The largest of the surveys, one taken Friday through Sunday by Ekos, suggests televised election debates on Wednesday and Thursday failed to shake the race up, with the Conservatives still 10 percentage points ahead of the Liberals.
However, a Harris-Decima/Canadian Press poll puts the Conservative lead at only 7 points—down from 15 points just three days earlier.
And a Nanos poll has the gap at only 5 points—one more than Nanos's survey released on Sunday but just half what it had shown a week earlier.
All still see the Conservatives under Prime Minister Stephen Harper being reelected on Oct. 14, but they no longer see Harper being able to convert his minority in Parliament into a majority.
The Conservatives took power from the Liberals in February 2006.
The Harris-Decima/Canadian Press rolling poll put the Conservatives at 32 percent, down 2 points from the day before and down 5 points in the space of three days—and 4 points less than what they got in the 2006 election.
It was still well ahead of the 25 percent Harris-Decima shows for the Liberals, and the 21 percent for the left-of-center New Democratic Party (NDP).
Harris-Decima pollster Bruce Anderson said jitters about the economy were cutting into support for Harper, who has advocated a steady hand with no dramatic moves.

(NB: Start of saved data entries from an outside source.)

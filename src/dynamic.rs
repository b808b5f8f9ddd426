//! Select over a case list built at run time.
//!
//! [`Select`] needs a slot borrowed for each case. When the set of cases is only known at run time,
//! it's easier to describe them as values and let [`select`] own the slots.
//!
//! [`Select`]: crate::Select

use std::fmt;

use crate::chan::Chan;
use crate::err::SelectError;
use crate::select::Select;
use crate::task;

/// One case of a dynamic select.
pub enum SelectCase<'a, T> {
    /// Sends the message on the channel. Never ready if the channel is absent.
    Send(Option<&'a Chan<T>>, T),

    /// Receives from the channel. Never ready if the channel is absent.
    Recv(Option<&'a Chan<T>>),

    /// Fires when no other case is ready.
    Default,
}

impl<T> fmt::Debug for SelectCase<'_, T> {
    fn fmt(&self, f: &mut fmt::Formatter<'_>) -> fmt::Result {
        match self {
            SelectCase::Send(chan, _) => f.debug_tuple("Send").field(chan).finish(),
            SelectCase::Recv(chan) => f.debug_tuple("Recv").field(chan).finish(),
            SelectCase::Default => f.write_str("Default"),
        }
    }
}

enum Dir<'a, T> {
    Send(Option<&'a Chan<T>>),
    Recv(Option<&'a Chan<T>>),
    Default,
}

/// Runs a select over `cases`.
///
/// Returns the index of the chosen case, the received message if it's a receive case, and the
/// same `ok` flag as [`Selected::recv_ok`]. Blocks forever if `cases` is empty.
///
/// Messages of send cases that weren't chosen are dropped.
///
/// # Panics
///
/// Panics if there is more than one default case.
///
/// [`Selected::recv_ok`]: crate::Selected::recv_ok
///
/// # Examples
///
/// ```
/// use multiselect::Chan;
/// use multiselect::dynamic::{select, SelectCase};
///
/// let chans: Vec<Chan<i32>> = (0..4).map(|_| Chan::new(1)).collect();
/// chans[2].send(7).unwrap();
///
/// let cases = chans.iter().map(|c| SelectCase::Recv(Some(c))).collect();
/// assert_eq!(select(cases), Ok((2, Some(7), true)));
/// ```
pub fn select<T: Send>(cases: Vec<SelectCase<'_, T>>) -> Result<(usize, Option<T>, bool), SelectError> {
    if cases.is_empty() {
        task::block();
    }

    let (dirs, mut slots): (Vec<_>, Vec<_>) = cases
        .into_iter()
        .map(|case| match case {
            SelectCase::Send(chan, msg) => (Dir::Send(chan), Some(msg)),
            SelectCase::Recv(chan) => (Dir::Recv(chan), None),
            SelectCase::Default => (Dir::Default, None),
        })
        .unzip();

    let mut sel = Select::new();
    for (dir, slot) in dirs.iter().zip(slots.iter_mut()) {
        match *dir {
            Dir::Send(chan) => sel.send(chan, slot),
            Dir::Recv(chan) => sel.recv(chan, slot),
            Dir::Default => sel.default_case(),
        };
    }
    let selected = sel.select()?;

    let i = selected.index();
    let msg = match dirs[i] {
        Dir::Recv(_) => slots[i].take(),
        _ => None,
    };
    Ok((i, msg, selected.recv_ok()))
}
//! Wait records and the queues that hold them.
//!
//! A [`Waiter`] represents one task blocked on one operation of one channel. Every channel keeps
//! two [`WaitQueue`]s: one for blocked senders and one for blocked receivers.
//!
//! The queue is a doubly linked list threaded through an arena of nodes. Links are arena indices
//! and records are addressed from the outside by a [`WaiterKey`], which pairs the index with a
//! generation counter. Removing from the front, the middle, or the back are all O(1), and a stale
//! key (one whose record was already taken by somebody else) is simply not found.
//!
//! Vacated nodes go onto a free list and get reused by later records, so the arena doubles as
//! the pool of wait records. A record is released exactly once: either by the counterpart that
//! dequeues it or by the owner that removes it.

use std::time::Instant;

use crate::task::{Task, Wake};

/// A task blocked on a channel operation.
pub(crate) struct Waiter {
    /// The task owning this record.
    pub(crate) task: Task,

    /// Points to the owner's `Option<T>` slot: the message to send, or where to put the received
    /// one. Only accessed while holding the channel lock.
    pub(crate) slot: *mut (),

    /// `true` if the record belongs to a multi-way select.
    pub(crate) is_select: bool,

    /// The select case this record was published for.
    pub(crate) case: usize,

    /// `true` if the owner wants the completion time for blocking profiles.
    pub(crate) profiled: bool,
}

impl Waiter {
    /// Creates a record for an operation of `task`.
    pub(crate) fn new(task: Task, slot: *mut (), is_select: bool, case: usize) -> Waiter {
        Waiter {
            task,
            slot,
            is_select,
            case,
            profiled: false,
        }
    }

    /// Wakes up the owner after a counterpart completed the operation.
    ///
    /// Must be called after the channel lock has been released.
    pub(crate) fn complete(self) {
        let released = if self.profiled {
            Some(Instant::now())
        } else {
            None
        };
        self.task.make_runnable(Wake::Completed {
            case: self.case,
            released,
        });
    }

    /// Wakes up the owner because the channel was closed.
    ///
    /// Must be called after the channel lock has been released.
    pub(crate) fn close(self) {
        self.task.make_runnable(Wake::Closed);
    }
}

/// Identifies a record inside the queue it was enqueued in.
#[derive(Clone, Copy, Debug, PartialEq, Eq)]
pub(crate) struct WaiterKey {
    index: u32,
    generation: u32,
}

struct Node {
    waiter: Option<Waiter>,
    generation: u32,
    prev: Option<u32>,
    next: Option<u32>,
}

/// A FIFO queue of blocked operations.
pub(crate) struct WaitQueue {
    nodes: Vec<Node>,
    free: Vec<u32>,
    head: Option<u32>,
    tail: Option<u32>,
    len: usize,
}

impl WaitQueue {
    /// Creates an empty queue.
    pub(crate) fn new() -> WaitQueue {
        WaitQueue {
            nodes: Vec::new(),
            free: Vec::new(),
            head: None,
            tail: None,
            len: 0,
        }
    }

    /// Returns the number of queued records.
    #[cfg(test)]
    pub(crate) fn len(&self) -> usize {
        self.len
    }

    /// Returns `true` if no records are queued.
    pub(crate) fn is_empty(&self) -> bool {
        self.len == 0
    }

    /// Appends a record to the back of the queue.
    pub(crate) fn enqueue(&mut self, waiter: Waiter) -> WaiterKey {
        let index = match self.free.pop() {
            Some(index) => {
                let node = &mut self.nodes[index as usize];
                node.waiter = Some(waiter);
                node.prev = self.tail;
                node.next = None;
                index
            }
            None => {
                let index = self.nodes.len() as u32;
                self.nodes.push(Node {
                    waiter: Some(waiter),
                    generation: 0,
                    prev: self.tail,
                    next: None,
                });
                index
            }
        };

        match self.tail {
            Some(tail) => self.nodes[tail as usize].next = Some(index),
            None => self.head = Some(index),
        }
        self.tail = Some(index);
        self.len += 1;

        WaiterKey {
            index,
            generation: self.nodes[index as usize].generation,
        }
    }

    /// Takes the first record whose operation can still be completed.
    ///
    /// A record belonging to a select whose task was already claimed through another channel is
    /// dropped on the way: that select has already got its operation.
    pub(crate) fn dequeue(&mut self) -> Option<Waiter> {
        while let Some(index) = self.head {
            let waiter = self.unlink(index);
            if waiter.is_select && !waiter.task.try_claim_select() {
                continue;
            }
            return Some(waiter);
        }
        None
    }

    /// Removes the record identified by `key`, if it's still queued.
    pub(crate) fn remove(&mut self, key: WaiterKey) -> Option<Waiter> {
        match self.nodes.get(key.index as usize) {
            Some(node) if node.generation == key.generation && node.waiter.is_some() => {
                Some(self.unlink(key.index))
            }
            _ => None,
        }
    }

    /// Detaches an occupied node and puts it onto the free list.
    fn unlink(&mut self, index: u32) -> Waiter {
        let (prev, next, waiter) = {
            let node = &mut self.nodes[index as usize];
            node.generation = node.generation.wrapping_add(1);
            let waiter = node.waiter.take();
            (node.prev.take(), node.next.take(), waiter)
        };

        match prev {
            Some(prev) => self.nodes[prev as usize].next = next,
            None => self.head = next,
        }
        match next {
            Some(next) => self.nodes[next as usize].prev = prev,
            None => self.tail = prev,
        }

        self.free.push(index);
        self.len -= 1;

        match waiter {
            Some(waiter) => waiter,
            None => unreachable!("unlinked a vacant wait queue node"),
        }
    }
}

impl Drop for WaitQueue {
    fn drop(&mut self) {
        debug_assert!(self.is_empty());
    }
}
//! Locking and unlocking all channels of a select.

use super::case::Case;

/// Locks every channel referenced by `cases`, following `lock_order`.
///
/// Cases on the same channel are adjacent in the locking order, so each channel is locked once.
pub(crate) fn lock_all(cases: &[Case<'_>], lock_order: &[usize]) {
    let mut last = None;
    for &o in lock_order {
        if let Some(c) = cases[o].chan {
            let id = c.chan_id();
            if last != Some(id) {
                last = Some(id);
                c.raw_lock();
            }
        }
    }
}

/// Unlocks every channel referenced by `cases`, in the reverse of `lock_order`.
///
/// A channel is never touched after its lock has been released.
///
/// # Safety
///
/// The channels must have been locked by [`lock_all`] with the same arguments.
pub(crate) unsafe fn unlock_all(cases: &[Case<'_>], lock_order: &[usize]) {
    for i in (0..lock_order.len()).rev() {
        let c = match cases[lock_order[i]].chan {
            Some(c) => c,
            None => continue,
        };
        if i > 0 {
            if let Some(prev) = cases[lock_order[i - 1]].chan {
                if prev.chan_id() == c.chan_id() {
                    // Will be unlocked on the next iteration.
                    continue;
                }
            }
        }
        c.raw_unlock();
    }
}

Nanos has the Conservatives at 34 percent, the Liberals at 29 percent—just one point less than their result in the 2006 election—and the NDP at 20 percent.
The Ekos poll released on Sunday night had the Conservatives at 35 percent, the Liberals at 25 percent and the NDP at 19 percent.
Ekos projects that the Conservatives would take 130 of the 308 seats in the House of Commons, well short of the 155 needed for a majority but ahead of the 78 projected for the Liberals and 42 for the NDP. The separatist Bloc Quebecois, running only in Quebec, would take 58.
Ekos and Nanos covered Friday through Sunday, while Harris-Decima covered Thursday through Sunday.
Harris-Decima interviewed 1,235 people for a margin of error of 2.8 points 19 times out of 20. Ekos covered 2,318 decided voters, with a 2-point margin of error, and Nanos covered 1,027 committed voters, with a 3.1-point margin.